Data provided
▬▬▬▬▬▬▬▬▬▬

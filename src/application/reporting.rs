use chrono::NaiveDate;
use serde::{Deserialize, Serialize};

use crate::domain::{Cents, Month};
use crate::storage::CategoryAggregate;

/// Headline figures across all expenses, budgets and income.
#[derive(Debug, Clone, Default, PartialEq, Serialize, Deserialize)]
pub struct Insights {
    pub total_expenses: Cents,
    pub average_expense: Cents,
    pub max_expense: Cents,
    pub min_expense: Cents,
    pub transaction_count: i64,
    pub total_monthly_budget: Cents,
    pub total_income: Cents,
    /// Total income minus total expenses.
    pub savings: Cents,
    pub most_spent_category: Option<String>,
}

#[derive(Debug, Clone, Serialize, Deserialize)]
pub struct CategoryReport {
    /// Inclusive. `None` for an all-time report.
    pub from_date: Option<NaiveDate>,
    /// Exclusive. `None` for an all-time report.
    pub to_date: Option<NaiveDate>,
    pub categories: Vec<CategorySummary>,
    pub total: Cents,
}

#[derive(Debug, Clone, Serialize, Deserialize)]
pub struct CategorySummary {
    pub category: String,
    pub total: Cents,
    pub count: i64,
    pub average: Cents,
    pub percentage: f64,
}

#[derive(Debug, Clone, Serialize, Deserialize)]
pub struct SpendingTrend {
    pub months: Vec<MonthlyTotal>,
}

#[derive(Debug, Clone, Serialize, Deserialize)]
pub struct MonthlyTotal {
    pub month: Month,
    pub total: Cents,
}

impl CategoryReport {
    pub fn from_aggregates(
        from_date: Option<NaiveDate>,
        to_date: Option<NaiveDate>,
        aggregates: Vec<CategoryAggregate>,
    ) -> Self {
        let total: Cents = aggregates.iter().map(|a| a.total).sum();

        let categories = aggregates
            .into_iter()
            .map(|a| {
                let average = if a.count > 0 {
                    (a.total as f64 / a.count as f64).round() as Cents
                } else {
                    0
                };
                let percentage = if total != 0 {
                    a.total as f64 / total as f64 * 100.0
                } else {
                    0.0
                };
                CategorySummary {
                    category: a.category,
                    total: a.total,
                    count: a.count,
                    average,
                    percentage,
                }
            })
            .collect();

        Self {
            from_date,
            to_date,
            categories,
            total,
        }
    }
}

#[cfg(test)]
mod tests {
    use super::*;

    fn aggregate(category: &str, count: i64, total: Cents) -> CategoryAggregate {
        CategoryAggregate {
            category: category.to_string(),
            count,
            total,
        }
    }

    #[test]
    fn test_category_report_percentages() {
        let report = CategoryReport::from_aggregates(
            None,
            None,
            vec![aggregate("Food", 2, 35000), aggregate("Transport", 2, 12500)],
        );

        assert_eq!(report.total, 47500);
        assert_eq!(report.categories[0].average, 17500);
        assert!((report.categories[0].percentage - 73.68).abs() < 0.1);
        assert!((report.categories[1].percentage - 26.32).abs() < 0.1);
    }

    #[test]
    fn test_category_report_empty() {
        let report = CategoryReport::from_aggregates(None, None, Vec::new());
        assert_eq!(report.total, 0);
        assert!(report.categories.is_empty());
    }

    #[test]
    fn test_average_rounds() {
        let report = CategoryReport::from_aggregates(None, None, vec![aggregate("Food", 3, 1000)]);
        assert_eq!(report.categories[0].average, 333);
        assert!((report.categories[0].percentage - 100.0).abs() < f64::EPSILON);
    }
}
use anyhow::Result;
use clap::Parser;
use fintrack::cli::Cli;
use tracing_subscriber::{EnvFilter, fmt, prelude::*};

#[tokio::main]
async fn main() -> Result<()> {
    let cli = Cli::parse();

    // --verbose wins over RUST_LOG; logs go to stderr so command output stays pipeable.
    let filter = if cli.verbose {
        EnvFilter::new("debug")
    } else {
        EnvFilter::try_from_default_env().unwrap_or_else(|_| EnvFilter::new("warn"))
    };

    tracing_subscriber::registry()
        .with(fmt::layer().with_writer(std::io::stderr))
        .with(filter)
        .init();

    cli.run().await
}
mod common;

use anyhow::Result;
use chrono::NaiveDate;
use common::{SampleData, date, test_service};
use fintrack::application::{AppError, ExpenseFilter};
use fintrack::domain::NewExpense;

#[tokio::test]
async fn test_expense_add_and_list_most_recent_first() -> Result<()> {
    let (service, _temp) = test_service().await?;

    SampleData::create_expenses(&service).await?;

    let expenses = service.list_expenses().await?;
    assert_eq!(expenses.len(), 5);

    let dates: Vec<String> = expenses.iter().map(|e| e.date.to_string()).collect();
    assert_eq!(
        dates,
        vec![
            "2024-02-03",
            "2024-01-20",
            "2024-01-12",
            "2024-01-10",
            "2024-01-05"
        ]
    );

    Ok(())
}

#[tokio::test]
async fn test_expense_update() -> Result<()> {
    let (service, _temp) = test_service().await?;

    let expense = service
        .add_expense(NewExpense::new(date("2024-01-15"), 4250, "Food", "Cash"))
        .await?;

    let updated = service
        .update_expense(
            expense.id,
            NewExpense::new(date("2024-01-16"), 5000, "Transport", "Debit Card"),
        )
        .await?;
    assert_eq!(updated.id, expense.id);

    let stored = service.get_expense(expense.id).await?;
    assert_eq!(stored, updated);
    assert_eq!(stored.amount_cents, 5000);
    assert_eq!(stored.category, "Transport");
    assert_eq!(stored.payment_method, "Debit Card");
    assert_eq!(stored.date, date("2024-01-16"));

    Ok(())
}

#[tokio::test]
async fn test_expense_update_missing() -> Result<()> {
    let (service, _temp) = test_service().await?;

    let result = service
        .update_expense(42, NewExpense::new(date("2024-01-16"), 5000, "Food", "Cash"))
        .await;
    assert!(matches!(result, Err(AppError::ExpenseNotFound(42))));

    Ok(())
}

#[tokio::test]
async fn test_expense_delete() -> Result<()> {
    let (service, _temp) = test_service().await?;

    let keep = service
        .add_expense(NewExpense::new(date("2024-01-15"), 4250, "Food", "Cash"))
        .await?;
    let remove = service
        .add_expense(NewExpense::new(date("2024-01-16"), 1000, "Food", "Cash"))
        .await?;

    let deleted = service.delete_expense(remove.id).await?;
    assert_eq!(deleted, remove);

    let remaining = service.list_expenses().await?;
    assert_eq!(remaining, vec![keep]);

    assert!(matches!(
        service.delete_expense(remove.id).await,
        Err(AppError::ExpenseNotFound(_))
    ));
    assert!(matches!(
        service.get_expense(remove.id).await,
        Err(AppError::ExpenseNotFound(_))
    ));

    Ok(())
}

#[tokio::test]
async fn test_expense_validation() -> Result<()> {
    let (service, _temp) = test_service().await?;

    let negative = service
        .add_expense(NewExpense::new(date("2024-01-15"), -100, "Food", "Cash"))
        .await;
    assert!(matches!(negative, Err(AppError::InvalidAmount(_))));

    let too_large = service
        .add_expense(NewExpense::new(date("2024-01-15"), 10_000_000_000, "Food", "Cash"))
        .await;
    assert!(matches!(too_large, Err(AppError::InvalidAmount(_))));

    let long_category = service
        .add_expense(NewExpense::new(date("2024-01-15"), 100, "x".repeat(51), "Cash"))
        .await;
    assert!(matches!(
        long_category,
        Err(AppError::InvalidField {
            field: "category",
            ..
        })
    ));

    let empty_method = service
        .add_expense(NewExpense::new(date("2024-01-15"), 100, "Food", "   "))
        .await;
    assert!(matches!(
        empty_method,
        Err(AppError::InvalidField {
            field: "payment method",
            ..
        })
    ));

    // Nothing was stored
    assert!(service.list_expenses().await?.is_empty());

    // Limits are inclusive, and zero is a valid amount
    service
        .add_expense(NewExpense::new(date("2024-01-15"), 0, "x".repeat(50), "y".repeat(50)))
        .await?;

    Ok(())
}

#[tokio::test]
async fn test_expense_text_is_trimmed() -> Result<()> {
    let (service, _temp) = test_service().await?;

    let expense = service
        .add_expense(NewExpense::new(date("2024-01-15"), 100, "  Food ", " Cash"))
        .await?;
    assert_eq!(expense.category, "Food");
    assert_eq!(expense.payment_method, "Cash");
    assert_eq!(service.get_expense(expense.id).await?.category, "Food");

    Ok(())
}

#[tokio::test]
async fn test_expense_filtering() -> Result<()> {
    let (service, _temp) = test_service().await?;

    SampleData::create_expenses(&service).await?;

    let food = service
        .list_expenses_filtered(ExpenseFilter {
            category: Some("Food".into()),
            ..Default::default()
        })
        .await?;
    assert_eq!(food.len(), 3);
    assert!(food.iter().all(|e| e.category == "Food"));

    // to_date is exclusive
    let january = service
        .list_expenses_filtered(ExpenseFilter {
            from_date: Some(date("2024-01-01")),
            to_date: Some(date("2024-02-01")),
            ..Default::default()
        })
        .await?;
    assert_eq!(january.len(), 4);

    let mid_january = service
        .list_expenses_filtered(ExpenseFilter {
            from_date: Some(date("2024-01-10")),
            to_date: Some(date("2024-01-20")),
            ..Default::default()
        })
        .await?;
    assert_eq!(mid_january.len(), 2);

    let latest = service
        .list_expenses_filtered(ExpenseFilter {
            limit: Some(2),
            ..Default::default()
        })
        .await?;
    assert_eq!(latest.len(), 2);
    assert_eq!(latest[0].date, date("2024-02-03"));

    let january_food = service
        .list_expenses_filtered(ExpenseFilter {
            category: Some("Food".into()),
            from_date: Some(date("2024-01-01")),
            to_date: Some(date("2024-02-01")),
            limit: None,
        })
        .await?;
    assert_eq!(january_food.len(), 2);

    Ok(())
}

#[tokio::test]
async fn test_expense_date_outside_four_digit_years() -> Result<()> {
    let (service, _temp) = test_service().await?;

    let year_zero = service
        .add_expense(NewExpense::new(date("0000-06-01"), 100, "Food", "Cash"))
        .await;
    assert!(matches!(
        year_zero,
        Err(AppError::InvalidField { field: "date", .. })
    ));

    let far_future = NaiveDate::from_ymd_opt(10000, 1, 1).unwrap();
    let far_future = service
        .add_expense(NewExpense::new(far_future, 100, "Food", "Cash"))
        .await;
    assert!(matches!(
        far_future,
        Err(AppError::InvalidField { field: "date", .. })
    ));

    let expense = service
        .add_expense(NewExpense::new(date("0001-01-01"), 100, "Food", "Cash"))
        .await?;
    let update = service
        .update_expense(
            expense.id,
            NewExpense::new(date("0000-12-31"), 100, "Food", "Cash"),
        )
        .await;
    assert!(matches!(
        update,
        Err(AppError::InvalidField { field: "date", .. })
    ));
    assert_eq!(service.get_expense(expense.id).await?.date, date("0001-01-01"));

    Ok(())
}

▬▬▬▬▬▬▬▬▬▬

Among the lines above, find those holding "application" and copy each one.

Response box
filename src/application/reporting.rs
use fintrack::application::{AppError, ExpenseFilter};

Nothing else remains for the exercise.